> [Collected data entries]:
//! Job queue abstraction for enqueuing and dequeuing sweep jobs.

use std::sync::Arc;

use chrono::{DateTime, Utc};
use tracing;

use academy_core::error::AppError;
use academy_core::result::AppResult;
use academy_core::types::id::JobId;
use academy_database::traits::{JobRepository, QueueStats};
use academy_entity::job::{Job, JobPayload, JobPriority, JobStatus};

/// Job queue for enqueuing and dequeuing work
#[derive(Clone)]
pub struct JobQueue {
    /// Job persistence
    repo: Arc<dyn JobRepository>,
    /// Worker identifier for claiming jobs
    worker_id: String,
}

impl std::fmt::Debug for JobQueue {
    fn fmt(&self, f: &mut std::fmt::Formatter<'_>) -> std::fmt::Result {
        f.debug_struct("JobQueue")
            .field("worker_id", &self.worker_id)
            .finish()
    }
}

impl JobQueue {
    /// Create a new job queue
    pub fn new(repo: Arc<dyn JobRepository>, worker_id: impl Into<String>) -> Self {
        Self {
            repo,
            worker_id: worker_id.into(),
        }
    }

    /// This worker's identifier.
    pub fn worker_id(&self) -> &str {
        &self.worker_id
    }

    /// Enqueue a typed payload
    pub async fn enqueue(&self, payload: JobPayload, priority: JobPriority) -> AppResult<Job> {
        payload.validate()?;
        let params = payload.into_create_job(priority)?;
        let job = self.repo.enqueue(params).await?;

        tracing::debug!(
            job_id = %job.id,
            job_type = %job.job_type,
            queue = %job.queue,
            priority = %job.priority,
            "Enqueued job"
        );

        Ok(job)
    }

    /// Dequeue the next available job from the given queues, in order
    pub async fn dequeue(&self, queues: &[&str]) -> AppResult<Option<Job>> {
        for queue in queues {
            if let Some(job) = self.repo.dequeue(queue, &self.worker_id).await? {
                tracing::debug!(
                    job_id = %job.id,
                    job_type = %job.job_type,
                    queue = %job.queue,
                    "Dequeued job"
                );
                return Ok(Some(job));
            }
        }

        Ok(None)
    }

    /// Mark a job as completed successfully
    pub async fn complete(&self, job_id: JobId, result: &serde_json::Value) -> AppResult<()> {
        self.repo.complete(job_id, result).await?;
        tracing::debug!(%job_id, "Job completed");
        Ok(())
    }

    /// Mark a job as failed for good
    pub async fn fail(&self, job_id: JobId, error: &str) -> AppResult<()> {
        self.repo.fail(job_id, error).await?;
        tracing::debug!(%job_id, error, "Job failed");
        Ok(())
    }

    /// Put a job back for another attempt at `retry_at`
    pub async fn retry(&self, job_id: JobId, error: &str, retry_at: DateTime<Utc>) -> AppResult<()> {
        self.repo.reschedule(job_id, error, retry_at).await?;
        tracing::debug!(%job_id, %retry_at, "Job rescheduled");
        Ok(())
    }

    /// Most recent jobs
    pub async fn recent(&self, status: Option<JobStatus>, limit: i64) -> AppResult<Vec<Job>> {
        if limit <= 0 {
            return Err(AppError::validation("limit must be positive"));
        }
        self.repo.recent(status, limit).await
    }

    /// Get queue statistics
    pub async fn stats(&self, queue: &str) -> AppResult<QueueStats> {
        self.repo.stats(queue).await
    }
}
//! Convenience result type alias.

use crate::error::AppError;

/// A specialized `Result` type for scheduler operations.
///
/// This is defined as a convenience so that every crate does not need to
/// write `Result<T, AppError>` explicitly.
pub type AppResult<T> = Result<T, AppError>;
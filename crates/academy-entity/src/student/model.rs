//! Student and guardian entity models.

use chrono::{DateTime, Utc};
use serde::{Deserialize, Serialize};
use sqlx::FromRow;

use academy_core::types::{AcademyId, GuardianId, StudentId, UserId};

/// A student profile inside an academy.
#[derive(Debug, Clone, Serialize, Deserialize, FromRow)]
pub struct Student {
    /// Unique student identifier.
    pub id: StudentId,
    /// Owning academy.
    pub academy_id: AcademyId,
    /// Platform user that receives notifications.
    pub user_id: UserId,
    /// Display name.
    pub full_name: String,
    /// Parent or guardian, if one is linked.
    pub guardian_id: Option<GuardianId>,
    /// When the profile was created.
    pub created_at: DateTime<Utc>,
}

/// A parent or guardian linked to one or more students.
#[derive(Debug, Clone, Serialize, Deserialize, FromRow)]
pub struct Guardian {
    /// Unique guardian identifier.
    pub id: GuardianId,
    /// Platform user that receives notifications.
    pub user_id: UserId,
    /// Display name.
    pub full_name: String,
}

/// A student resolved together with their guardian.
#[derive(Debug, Clone, Serialize, Deserialize)]
pub struct StudentContact {
    /// The student.
    pub student: Student,
    /// The guardian, when linked and resolvable.
    pub guardian: Option<Guardian>,
}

> [PROBLEM STATEMENT]:
Every record above is to be restated exactly as it reads.

> [OUTPUT OF THE TASK]:
//! Job queue abstraction for enqueuing and dequeuing sweep jobs.

use std::sync::Arc;

use chrono::{DateTime, Utc};
use tracing;

use academy_core::error::AppError;
use academy_core::result::AppResult;
use academy_core::types::id::JobId;
use academy_database::traits::{JobRepository, QueueStats};
use academy_entity::job::{Job, JobPayload, JobPriority, JobStatus};

/// Job queue for enqueuing and dequeuing work
#[derive(Clone)]
pub struct JobQueue {
    /// Job persistence
    repo: Arc<dyn JobRepository>,
    /// Worker identifier for claiming jobs
    worker_id: String,
}

impl std::fmt::Debug for JobQueue {
    fn fmt(&self, f: &mut std::fmt::Formatter<'_>) -> std::fmt::Result {
        f.debug_struct("JobQueue")
            .field("worker_id", &self.worker_id)
            .finish()
    }
}

impl JobQueue {
    /// Create a new job queue
    pub fn new(repo: Arc<dyn JobRepository>, worker_id: impl Into<String>) -> Self {
        Self {
            repo,
            worker_id: worker_id.into(),
        }
    }

    /// This worker's identifier.
    pub fn worker_id(&self) -> &str {
        &self.worker_id
    }

    /// Enqueue a typed payload
    pub async fn enqueue(&self, payload: JobPayload, priority: JobPriority) -> AppResult<Job> {
        payload.validate()?;
        let params = payload.into_create_job(priority)?;
        let job = self.repo.enqueue(params).await?;

        tracing::debug!(
            job_id = %job.id,
            job_type = %job.job_type,
            queue = %job.queue,
            priority = %job.priority,
            "Enqueued job"
        );

        Ok(job)
    }

    /// Dequeue the next available job from the given queues, in order
    pub async fn dequeue(&self, queues: &[&str]) -> AppResult<Option<Job>> {
        for queue in queues {
            if let Some(job) = self.repo.dequeue(queue, &self.worker_id).await? {
                tracing::debug!(
                    job_id = %job.id,
                    job_type = %job.job_type,
                    queue = %job.queue,
                    "Dequeued job"
                );
                return Ok(Some(job));
            }
        }

        Ok(None)
    }

    /// Mark a job as completed successfully
    pub async fn complete(&self, job_id: JobId, result: &serde_json::Value) -> AppResult<()> {
        self.repo.complete(job_id, result).await?;
        tracing::debug!(%job_id, "Job completed");
        Ok(())
    }

    /// Mark a job as failed for good
    pub async fn fail(&self, job_id: JobId, error: &str) -> AppResult<()> {
        self.repo.fail(job_id, error).await?;
        tracing::debug!(%job_id, error, "Job failed");
        Ok(())
    }

    /// Put a job back for another attempt at `retry_at`
    pub async fn retry(&self, job_id: JobId, error: &str, retry_at: DateTime<Utc>) -> AppResult<()> {
        self.repo.reschedule(job_id, error, retry_at).await?;
        tracing::debug!(%job_id, %retry_at, "Job rescheduled");
        Ok(())
    }

    /// Most recent jobs
    pub async fn recent(&self, status: Option<JobStatus>, limit: i64) -> AppResult<Vec<Job>> {
        if limit <= 0 {
            return Err(AppError::validation("limit must be positive"));
        }
        self.repo.recent(status, limit).await
    }

    /// Get queue statistics
    pub async fn stats(&self, queue: &str) -> AppResult<QueueStats> {
        self.repo.stats(queue).await
    }
}
//! Convenience result type alias.

use crate::error::AppError;

/// A specialized `Result` type for scheduler operations.
///
/// This is defined as a convenience so that every crate does not need to
/// write `Result<T, AppError>` explicitly.
pub type AppResult<T> = Result<T, AppError>;
filename crates/academy-entity/src/student/model.rs
//! Student and guardian entity models.

use chrono::{DateTime, Utc};
use serde::{Deserialize, Serialize};
use sqlx::FromRow;

use academy_core::types::{AcademyId, GuardianId, StudentId, UserId};

/// A student profile inside an academy.
#[derive(Debug, Clone, Serialize, Deserialize, FromRow)]
pub struct Student {
    /// Unique student identifier.
    pub id: StudentId,
    /// Owning academy.
    pub academy_id: AcademyId,
    /// Platform user that receives notifications.
    pub user_id: UserId,
    /// Display name.
    pub full_name: String,
    /// Parent or guardian, if one is linked.
    pub guardian_id: Option<GuardianId>,
    /// When the profile was created.
    pub created_at: DateTime<Utc>,
}

/// A parent or guardian linked to one or more students.
#[derive(Debug, Clone, Serialize, Deserialize, FromRow)]
pub struct Guardian {
    /// Unique guardian identifier.
    pub id: GuardianId,
    /// Platform user that receives notifications.
    pub user_id: UserId,
    /// Display name.
    pub full_name: String,
}

/// A student resolved together with their guardian.
#[derive(Debug, Clone, Serialize, Deserialize)]
pub struct StudentContact {
    /// The student.
    pub student: Student,
    /// The guardian, when linked and resolvable.
    pub guardian: Option<Guardian>,
}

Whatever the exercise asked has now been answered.